**Source data**

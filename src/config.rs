//! Application settings persistence
//!
//! Handles loading songbook preferences.

use std::path::{Path, PathBuf};

use serde::{Deserialize, Serialize};
use thiserror::Error;

/// Application settings
#[derive(Debug, Clone, PartialEq, Eq, Serialize, Deserialize)]
pub struct Settings {
    /// SQLite database file; `None` uses the platform data directory
    #[serde(default)]
    pub database_path: Option<PathBuf>,
    /// Default tracing filter, overridden by `RUST_LOG`
    #[serde(default = "default_log_level")]
    pub log_level: String,
    /// Connection pool size
    #[serde(default = "default_max_connections")]
    pub max_connections: u32,
}

fn default_log_level() -> String {
    "info".to_string()
}

fn default_max_connections() -> u32 {
    5
}

impl Default for Settings {
    fn default() -> Self {
        Self {
            database_path: None,
            log_level: default_log_level(),
            max_connections: default_max_connections(),
        }
    }
}

fn project_dirs() -> Option<directories::ProjectDirs> {
    directories::ProjectDirs::from("com", "songbook", "Songbook")
}

impl Settings {
    /// Get the settings file path
    pub fn file_path() -> Option<PathBuf> {
        project_dirs().map(|dirs| dirs.config_dir().join("settings.json"))
    }

    /// Load settings from the default file, or return defaults if it does not exist
    pub fn load() -> Result<Self, SettingsError> {
        match Self::file_path() {
            Some(path) if path.exists() => Self::load_from_file(&path),
            _ => Ok(Self::default()),
        }
    }

    /// Load settings from a specific file
    pub fn load_from_file(path: &Path) -> Result<Self, SettingsError> {
        let content = std::fs::read_to_string(path)
            .map_err(|e| SettingsError::Io(format!("{}: {}", path.display(), e)))?;
        serde_json::from_str(&content)
            .map_err(|e| SettingsError::Parse(format!("{}: {}", path.display(), e)))
    }

    /// Database location: the configured path or `<data dir>/songbook.db`
    pub fn resolved_database_path(&self) -> PathBuf {
        self.database_path.clone().unwrap_or_else(|| {
            project_dirs()
                .map(|dirs| dirs.data_dir().to_path_buf())
                .unwrap_or_else(|| PathBuf::from("."))
                .join("songbook.db")
        })
    }
}

/// Errors that can occur with settings
#[derive(Debug, Clone, Error)]
pub enum SettingsError {
    #[error("IO error: {0}")]
    Io(String),
    #[error("Parse error: {0}")]
    Parse(String),
}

**Task prompt**
The data is to be reproduced in full, every line intact.

**Answer to this exercise**
filename src/config.rs
//! Application settings persistence
//!
//! Handles loading songbook preferences.

use std::path::{Path, PathBuf};

use serde::{Deserialize, Serialize};
use thiserror::Error;

/// Application settings
#[derive(Debug, Clone, PartialEq, Eq, Serialize, Deserialize)]
pub struct Settings {
    /// SQLite database file; `None` uses the platform data directory
    #[serde(default)]
    pub database_path: Option<PathBuf>,
    /// Default tracing filter, overridden by `RUST_LOG`
    #[serde(default = "default_log_level")]
    pub log_level: String,
    /// Connection pool size
    #[serde(default = "default_max_connections")]
    pub max_connections: u32,
}

fn default_log_level() -> String {
    "info".to_string()
}

fn default_max_connections() -> u32 {
    5
}

impl Default for Settings {
    fn default() -> Self {
        Self {
            database_path: None,
            log_level: default_log_level(),
            max_connections: default_max_connections(),
        }
    }
}

fn project_dirs() -> Option<directories::ProjectDirs> {
    directories::ProjectDirs::from("com", "songbook", "Songbook")
}

impl Settings {
    /// Get the settings file path
    pub fn file_path() -> Option<PathBuf> {
        project_dirs().map(|dirs| dirs.config_dir().join("settings.json"))
    }

    /// Load settings from the default file, or return defaults if it does not exist
    pub fn load() -> Result<Self, SettingsError> {
        match Self::file_path() {
            Some(path) if path.exists() => Self::load_from_file(&path),
            _ => Ok(Self::default()),
        }
    }

    /// Load settings from a specific file
    pub fn load_from_file(path: &Path) -> Result<Self, SettingsError> {
        let content = std::fs::read_to_string(path)
            .map_err(|e| SettingsError::Io(format!("{}: {}", path.display(), e)))?;
        serde_json::from_str(&content)
            .map_err(|e| SettingsError::Parse(format!("{}: {}", path.display(), e)))
    }

    /// Database location: the configured path or `<data dir>/songbook.db`
    pub fn resolved_database_path(&self) -> PathBuf {
        self.database_path.clone().unwrap_or_else(|| {
            project_dirs()
                .map(|dirs| dirs.data_dir().to_path_buf())
                .unwrap_or_else(|| PathBuf::from("."))
                .join("songbook.db")
        })
    }
}

/// Errors that can occur with settings
#[derive(Debug, Clone, Error)]
pub enum SettingsError {
    #[error("IO error: {0}")]
    Io(String),
    #[error("Parse error: {0}")]
    Parse(String),
}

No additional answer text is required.